The reality of the Oregon Trail shows that attacks by American Indians were relatively rare and killed fewer than 400 people during the 1840-1860 period of trail usage. Settlers were more apt to be alarmed by stories than actual encounters with hostile Indigenous people, but the few occasions where it did happen could be brutal. Relations between white pioneers and Indigenous people had become especially poor in the latter half of the 19th century and west of the Rockies, as tribes found their lands and ways of life encroached upon by growing numbers of settlers.

In 1854 Idaho, the Ward massacre saw a 20-person party almost completely decimated by Shoshone — only two young boys were believed to have survived out of the Oregon-bound group. Then, in August 1860, the Utter-Van Ornum group arrived at Fort Hall, Idaho, and was given a U.S. Army escort for about six days. After the escort departed, the group was struck by a 100-strong group of Shoshone and Bannock (and possibly white) attackers that picked them off through the middle of October. 

While some waited for rescue near the Owyhee River, four children starved; the survivors resorted to cannibalism. Forty-five days later, only 16 of the 44-person original group survived to be rescued. Four other children were reportedly captured from the Utter-Van Ornum group.

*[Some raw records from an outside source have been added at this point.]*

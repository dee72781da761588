pub mod task;

use std::net::{SocketAddr, ToSocketAddrs};
use std::sync::atomic::AtomicU32;
use std::sync::{Arc, Mutex};

use once_cell::sync::OnceCell;
use serde::{Deserialize, Serialize};
use thiserror::Error;
use tokio::net::{TcpListener, TcpStream};
use tokio::sync::Mutex as AsyncMutex;

use crate::utils::interfaces::{self, NetInterfaceError};

pub use task::{bootstrap_root, create_root, get_unique_id};

/// Environment variable pinning the root rendezvous address, in the form
/// `<ipv4>:<port>`, `[<ipv6>]:<port>` or `<hostname>:<port>`.
pub const ENV_COMM_ID: &str = "COMM_ID";
/// Optional interface prefix-list filter for the bootstrap network.
pub const ENV_SOCKET_IFNAME: &str = "SOCKET_IFNAME";

#[derive(Debug, Error)]
pub enum BootstrapError {
    #[error("IO error: {0}")]
    Io(#[from] std::io::Error),
    #[error(transparent)]
    Interface(#[from] NetInterfaceError),
    #[error("system error: {0}")]
    Os(#[from] nix::Error),
    #[error("invalid COMM_ID \"{0}\", please use format: <ipv4>:<port> or [<ipv6>]:<port> or <hostname>:<port>")]
    InvalidCommId(String),
    #[error("invalid argument: {0}")]
    InvalidArgument(&'static str),
    #[error("no usable network interface found")]
    NoInterface,
    #[error("mismatch in rank count from procs {0} : {1}")]
    NumRanksMismatch(usize, usize),
    #[error("rank {0} of {1} ranks has already checked in")]
    DuplicateCheckIn(usize, usize),
    #[error("rank {0} is out of range")]
    RankOverflow(usize),
    #[error("message truncated : received {0} bytes instead of {1}")]
    MessageTruncated(usize, usize),
    #[error("unexpected connections are not empty")]
    UnexpectedConnections,
    #[error("bootstrap ring is busy, only a single outstanding collective is allowed")]
    RingBusy,
    #[error("operation aborted")]
    Aborted,
}

/// The out-of-band token every rank needs to find the root: the root's
/// listen address plus a random 64-bit magic that fences off foreign groups.
/// Produced once via [`get_unique_id`] and distributed by the launcher.
#[derive(Debug, Clone, Serialize, Deserialize)]
pub struct BootstrapHandle {
    pub addr: SocketAddr,
    pub magic: u64,
}

/// Shared abort flag. Monotone: once set non-zero it is never cleared, and
/// every blocking bootstrap operation polls it while waiting.
pub type AbortFlag = Arc<AtomicU32>;

pub struct UnexpectedConn {
    pub peer: usize,
    pub tag: i32,
    pub stream: TcpStream,
}

pub struct BootstrapRing {
    pub ring_send: TcpStream,
    pub ring_recv: TcpStream,
}

pub struct BootstrapState {
    pub listener: TcpListener,
    pub ring: AsyncMutex<BootstrapRing>,
    pub peer_comm_addrs: Vec<SocketAddr>,
    pub peer_proxy_addrs: Vec<SocketAddr>,
    // Touched only by the owning rank's recv path; the lock is never held
    // across an await.
    pub unexpected_connections: Mutex<Vec<UnexpectedConn>>,
    pub rank: usize,
    pub num_ranks: usize,
    pub magic: u64,
    pub abort_flag: AbortFlag,
}

/// Listener and peer address table handed off to the data-plane proxy
/// service after rendezvous.
pub struct ProxySetup {
    pub listener: TcpListener,
    pub peer_addrs: Vec<SocketAddr>,
}

/// A fully rendezvoused rank: its bootstrap state plus the proxy resources.
/// `proxy` is `None` only for a [`BootstrapState::split`] that shares the
/// parent's proxy.
pub struct BootstrapInit {
    pub state: Arc<BootstrapState>,
    pub proxy: Option<ProxySetup>,
}

pub struct BootstrapNetIf {
    pub name: String,
    pub addr: SocketAddr,
}

static BOOTSTRAP_NET_IF: OnceCell<BootstrapNetIf> = OnceCell::new();

pub(crate) fn parse_comm_id(comm_id: &str) -> Result<SocketAddr, BootstrapError> {
    if let Ok(addr) = comm_id.parse() {
        return Ok(addr);
    }
    comm_id
        .to_socket_addrs()
        .ok()
        .and_then(|mut addrs| addrs.next())
        .ok_or_else(|| BootstrapError::InvalidCommId(comm_id.to_string()))
}

/// Selects the bootstrap network interface, once per process. With
/// `COMM_ID` set, the interface on the same subnet as the parsed address
/// wins; otherwise the first usable interface (optionally filtered through
/// `SOCKET_IFNAME`) is taken. The returned address carries port 0.
pub fn bootstrap_net_init() -> Result<&'static BootstrapNetIf, BootstrapError> {
    BOOTSTRAP_NET_IF.get_or_try_init(|| {
        let (name, mut addr) = if let Ok(comm_id) = std::env::var(ENV_COMM_ID) {
            let remote = parse_comm_id(&comm_id)?;
            interfaces::find_interface_match_subnet(&remote)?.ok_or(BootstrapError::NoInterface)?
        } else {
            let ifname = std::env::var(ENV_SOCKET_IFNAME).ok();
            interfaces::find_interfaces(ifname.as_deref(), None, 1)?
                .into_iter()
                .next()
                .ok_or(BootstrapError::NoInterface)?
        };
        addr.set_port(0);
        log::info!("bootstrap: using interface {} ({})", name, addr.ip());
        Ok(BootstrapNetIf { name, addr })
    })
}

Young Reuben Van Ornum was said to have continued to live with the Shoshone after a failed attempt to return to non-native society in 1862. 

Wild animals

Pioneers might find themselves facing dangerous animals, such as the wolves and coyotes that inhabited much of the territory in which pioneers traveled, though settlers were more often unnerved by the animals' howling than harmed by them. They might face more danger via venomous snakes, which were known to occasionally kill unfortunate travelers. As diarist Velina Williams related, she had an alarming encounter with a copperhead on one occasion in 1853. As published in the "Transactions of the Oregon Pioneer Association," she wrote, "I found myself standing on a copperhead snake. He was coiled and my foot was across the coil so that the head was fortunately too nearly under my foot to injure me."

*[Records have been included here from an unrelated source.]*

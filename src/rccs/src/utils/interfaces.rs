use std::net::{IpAddr, Ipv4Addr, SocketAddr, SocketAddrV4, SocketAddrV6};

use nix::sys::socket::{AddressFamily, SockaddrStorage};
use thiserror::Error;

#[derive(Debug, Clone, Error)]
pub enum NetInterfaceError {
    #[error("failed to parse interface prefix list: {0}")]
    ParsePrefix(String),
    #[error("nix error: {0}")]
    Nix(#[from] nix::Error),
}

pub struct NetInterfaceSpec {
    pub prefix: String,
    pub port: Option<u16>,
}

/// Parses a comma-separated interface prefix list. Each entry is a name
/// prefix with an optional `:port` suffix; empty prefixes are skipped.
pub fn parse_prefix_list(prefix_list: &str) -> Result<Vec<NetInterfaceSpec>, NetInterfaceError> {
    if !prefix_list.is_ascii() {
        return Err(NetInterfaceError::ParsePrefix(prefix_list.to_string()));
    }
    let mut specs = Vec::new();
    for entry in prefix_list.split(',') {
        let (prefix, port) = match entry.split_once(':') {
            Some((prefix, port)) => {
                let port = port
                    .parse::<u16>()
                    .map_err(|_| NetInterfaceError::ParsePrefix(prefix_list.to_string()))?;
                (prefix, Some(port))
            }
            None => (entry, None),
        };
        if prefix.is_empty() {
            continue;
        }
        specs.push(NetInterfaceSpec {
            prefix: prefix.to_string(),
            port,
        });
    }
    Ok(specs)
}

pub fn match_interface_list(
    name: &str,
    port: Option<u16>,
    specs: &[NetInterfaceSpec],
    match_exact: bool,
) -> bool {
    if specs.is_empty() {
        return true;
    }
    for spec in specs {
        if let (Some(spec_port), Some(port)) = (spec.port, port) {
            if spec_port != port {
                continue;
            }
        }
        let matched = if match_exact {
            spec.prefix == name
        } else {
            name.starts_with(&spec.prefix)
        };
        if matched {
            return true;
        }
    }
    false
}

fn storage_to_socket_addr(storage: &SockaddrStorage) -> Option<SocketAddr> {
    if let Some(sin) = storage.as_sockaddr_in() {
        return Some(SocketAddr::V4(SocketAddrV4::new(
            Ipv4Addr::from(sin.ip()),
            sin.port(),
        )));
    }
    if let Some(sin6) = storage.as_sockaddr_in6() {
        return Some(SocketAddr::V6(SocketAddrV6::new(
            sin6.ip(),
            sin6.port(),
            sin6.flowinfo(),
            sin6.scope_id(),
        )));
    }
    None
}

fn family_matches(addr: &SocketAddr, family: Option<AddressFamily>) -> bool {
    match family {
        None => true,
        Some(AddressFamily::Inet) => addr.is_ipv4(),
        Some(AddressFamily::Inet6) => addr.is_ipv6(),
        Some(_) => false,
    }
}

fn find_interfaces_with_prefix(
    mut prefix_list: &str,
    sock_family: Option<AddressFamily>,
    max_num_interfaces: usize,
) -> Result<Vec<(String, SocketAddr)>, NetInterfaceError> {
    if !prefix_list.is_ascii() {
        return Err(NetInterfaceError::ParsePrefix(prefix_list.to_string()));
    }
    let search_not = prefix_list.starts_with('^');
    if search_not {
        prefix_list = &prefix_list[1..];
    }
    let search_exact = prefix_list.starts_with('=');
    if search_exact {
        prefix_list = &prefix_list[1..];
    }
    let specs = parse_prefix_list(prefix_list)?;

    let mut interfaces: Vec<(String, SocketAddr)> = Vec::new();
    for interface in nix::ifaddrs::getifaddrs()? {
        let Some(storage) = interface.address.as_ref() else {
            continue;
        };
        let Some(addr) = storage_to_socket_addr(storage) else {
            continue;
        };
        if !family_matches(&addr, sock_family) {
            continue;
        }
        // Link-local and loopback v6 addresses are never usable for
        // cross-host rendezvous.
        if let IpAddr::V6(ip) = addr.ip() {
            if ip.is_loopback() {
                continue;
            }
        }
        log::trace!("found interface {} ({})", interface.interface_name, addr);

        let name = interface.interface_name.as_str();
        if !(match_interface_list(name, None, &specs, search_exact) ^ search_not) {
            continue;
        }
        if interfaces.iter().any(|(seen, _)| seen == name) {
            continue;
        }
        interfaces.push((interface.interface_name, addr));
        if interfaces.len() >= max_num_interfaces {
            break;
        }
    }
    Ok(interfaces)
}

/// Finds usable interfaces, preferring the fabric ("ib") ones, then anything
/// that is neither a docker bridge nor loopback, with loopback as the last
/// resort.
pub fn find_interfaces(
    specified_prefix: Option<&str>,
    specified_family: Option<AddressFamily>,
    max_num_interfaces: usize,
) -> Result<Vec<(String, SocketAddr)>, NetInterfaceError> {
    if let Some(prefix_list) = specified_prefix {
        return find_interfaces_with_prefix(prefix_list, specified_family, max_num_interfaces);
    }
    for prefix_list in ["ib", "^docker,lo", "docker", "lo"] {
        let interfaces =
            find_interfaces_with_prefix(prefix_list, specified_family, max_num_interfaces)?;
        if !interfaces.is_empty() {
            return Ok(interfaces);
        }
    }
    Ok(Vec::new())
}

fn same_subnet(local: &SocketAddr, mask: &SocketAddr, remote: &SocketAddr) -> bool {
    match (local.ip(), mask.ip(), remote.ip()) {
        (IpAddr::V4(local), IpAddr::V4(mask), IpAddr::V4(remote)) => {
            let mask = u32::from(mask);
            u32::from(local) & mask == u32::from(remote) & mask
        }
        (IpAddr::V6(local), IpAddr::V6(mask), IpAddr::V6(remote)) => {
            let mask = mask.octets();
            local
                .octets()
                .iter()
                .zip(remote.octets().iter())
                .zip(mask.iter())
                .all(|((l, r), m)| l & m == r & m)
        }
        _ => false,
    }
}

/// Finds the first interface on the same subnet as `remote`, used to pick
/// the outbound interface when the root address is pinned by the
/// environment.
pub fn find_interface_match_subnet(
    remote: &SocketAddr,
) -> Result<Option<(String, SocketAddr)>, NetInterfaceError> {
    for interface in nix::ifaddrs::getifaddrs()? {
        let (Some(addr_storage), Some(mask_storage)) =
            (interface.address.as_ref(), interface.netmask.as_ref())
        else {
            continue;
        };
        let (Some(addr), Some(mask)) = (
            storage_to_socket_addr(addr_storage),
            storage_to_socket_addr(mask_storage),
        ) else {
            continue;
        };
        if same_subnet(&addr, &mask, remote) {
            log::trace!(
                "interface {} ({}) matches subnet of {}",
                interface.interface_name,
                addr,
                remote
            );
            return Ok(Some((interface.interface_name, addr)));
        }
    }
    Ok(None)
}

Meanwhile, the herds of bison that provided food, fur, and other goods for pioneers and native people alike could prove treacherous. Occasionally, wagon trains were said to be caught in a massive stampede of buffalo. While traveling in 1842 Wyoming, Ezra Meeker and his party were caught in one such nighttime rush. "A roar like an approaching storm could be heard in the distance," he wrote. "How long they were passing we forgot to note; it seemed like an age" (via "The Busy Life of Eight-five Years of Ezra Meeker: Ventures and Adventures"). However, there is little record of anyone killed by buffalo; instead, the huge animals, as well as many other species of the Oregon Trail, had far more cause to fear hunting humans than the other way around.

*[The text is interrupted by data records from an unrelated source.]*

use std::io;
use std::net::SocketAddr;
use std::net::{Ipv4Addr, Ipv6Addr, SocketAddrV4, SocketAddrV6};

use byteorder::{ByteOrder, LittleEndian};
use bytes::{Buf, BufMut};
use tokio::io::{AsyncReadExt, AsyncWriteExt};
use tokio::net::{TcpListener, TcpSocket, TcpStream};

const LISTEN_BACKLOG: u32 = 16384;

pub fn async_listen(addr: &SocketAddr) -> io::Result<TcpListener> {
    let socket = if addr.is_ipv4() {
        TcpSocket::new_v4()?
    } else {
        TcpSocket::new_v6()?
    };
    socket.set_reuseaddr(true)?;
    socket.set_reuseport(true)?;
    socket.bind(*addr)?;
    socket.listen(LISTEN_BACKLOG)
}

/// Accepts the next connection that presents the expected magic. Connections
/// carrying a foreign magic are dropped and the loop keeps accepting.
pub async fn async_accept(listener: &TcpListener, magic: u64) -> io::Result<TcpStream> {
    let mut buf = [0u8; std::mem::size_of::<u64>()];
    let stream = loop {
        let (mut stream, _) = listener.accept().await?;
        stream.read_exact(buf.as_mut_slice()).await?;
        let recv_magic = LittleEndian::read_u64(&buf);
        if recv_magic == magic {
            break stream;
        }
        log::warn!(
            "TCP listener accept: invalid magic {:#x} != {:#x}",
            recv_magic,
            magic
        );
    };
    Ok(stream)
}

pub async fn async_connect(addr: &SocketAddr, magic: u64) -> io::Result<TcpStream> {
    let mut stream = TcpStream::connect(addr).await?;
    stream.set_nodelay(true)?;
    let mut buf = [0u8; std::mem::size_of::<u64>()];
    LittleEndian::write_u64(&mut buf, magic);
    stream.write_all(&buf).await?;
    Ok(stream)
}

pub fn encode_socket_addr<B: BufMut>(sock_addr: &SocketAddr, buf: &mut B) {
    match sock_addr {
        SocketAddr::V4(addr) => {
            buf.put_u8(4);
            buf.put_slice(&addr.ip().octets());
            buf.put_u16(addr.port());
        }
        SocketAddr::V6(addr) => {
            buf.put_u8(6);
            buf.put_slice(&addr.ip().octets());
            buf.put_u16(addr.port());
            buf.put_u32(addr.flowinfo());
            buf.put_u32(addr.scope_id());
        }
    }
}

pub fn decode_socket_addr<B: Buf>(buf: &mut B) -> io::Result<SocketAddr> {
    let addr_type = buf.get_u8();
    match addr_type {
        4 => {
            let mut octets = [0u8; 4];
            buf.copy_to_slice(&mut octets);
            let port = buf.get_u16();
            Ok(SocketAddr::V4(SocketAddrV4::new(
                Ipv4Addr::from(octets),
                port,
            )))
        }
        6 => {
            let mut octets = [0u8; 16];
            buf.copy_to_slice(&mut octets);
            let port = buf.get_u16();
            let flowinfo = buf.get_u32();
            let scope_id = buf.get_u32();
            Ok(SocketAddr::V6(SocketAddrV6::new(
                Ipv6Addr::from(octets),
                port,
                flowinfo,
                scope_id,
            )))
        }
        t => Err(io::Error::new(
            io::ErrorKind::InvalidData,
            format!("unexpected address type {}", t),
        )),
    }
}

#[cfg(test)]
mod tests {
    use super::*;

    #[test]
    fn socket_addr_codec_v4() {
        let addr: SocketAddr = "192.168.7.41:29500".parse().unwrap();
        let mut buf = Vec::new();
        encode_socket_addr(&addr, &mut buf);
        let decoded = decode_socket_addr(&mut buf.as_slice()).unwrap();
        assert_eq!(decoded, addr);
    }

    #[test]
    fn socket_addr_codec_v6() {
        let addr: SocketAddr = "[fe80::1%3]:4242".parse().unwrap();
        let mut buf = Vec::new();
        encode_socket_addr(&addr, &mut buf);
        let decoded = decode_socket_addr(&mut buf.as_slice()).unwrap();
        assert_eq!(decoded, addr);
    }

    #[test]
    fn socket_addr_decode_rejects_unknown_type() {
        let buf = [9u8; 32];
        assert!(decode_socket_addr(&mut buf.as_slice()).is_err());
    }

    #[tokio::test]
    async fn accept_rejects_foreign_magic() {
        let listener = async_listen(&"127.0.0.1:0".parse().unwrap()).unwrap();
        let addr = listener.local_addr().unwrap();
        let server = tokio::spawn(async move {
            let mut stream = async_accept(&listener, 0x1234).await.unwrap();
            stream.read_u8().await.unwrap()
        });

        // The first dial advertises the wrong magic and must be discarded;
        // only the second connection reaches the caller.
        let _bad = async_connect(&addr, 0xdead).await.unwrap();
        let mut good = async_connect(&addr, 0x1234).await.unwrap();
        good.write_u8(42).await.unwrap();
        assert_eq!(server.await.unwrap(), 42);
    }
}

Just by looking at the covered wagons used by many travelers on the Oregon Trail, it's clear that pioneers were occasionally seriously vulnerable. Sure, the canvas that arched over their vehicles was typically weatherproofed and offered some protection from the sun and rain, but that could only go so far. Thunderstorms, especially on the great expanse of plains before the Rocky Mountains, could be gut-wrenching, especially if the only cover someone had was the oiled cloth over their wagon that still let in driving rain and howling winds. Pioneers often faced thunderstorms that brought pounding rain, high winds, flashes of lightning, and hailstones that could be large enough to injure unprotected travelers. Nineteenth-century settlements on the Great Plains were known to be occasionally hit by deadly tornadoes as well.

Lightning represented a particular hazard on the wide-open expanse of the plains. As T.M. Barber wrote, traveler John M. Hurd was struck by lightning while crossing the Elkhorn River in 1851 in Nebraska. "He was struck on the right arm," recalled Barber. "Entered his body on right breast and passed entirely through to his ankles, where it passed from him, through his boots, leaving a hole in each boot the size of a picayune. Of course death was instant."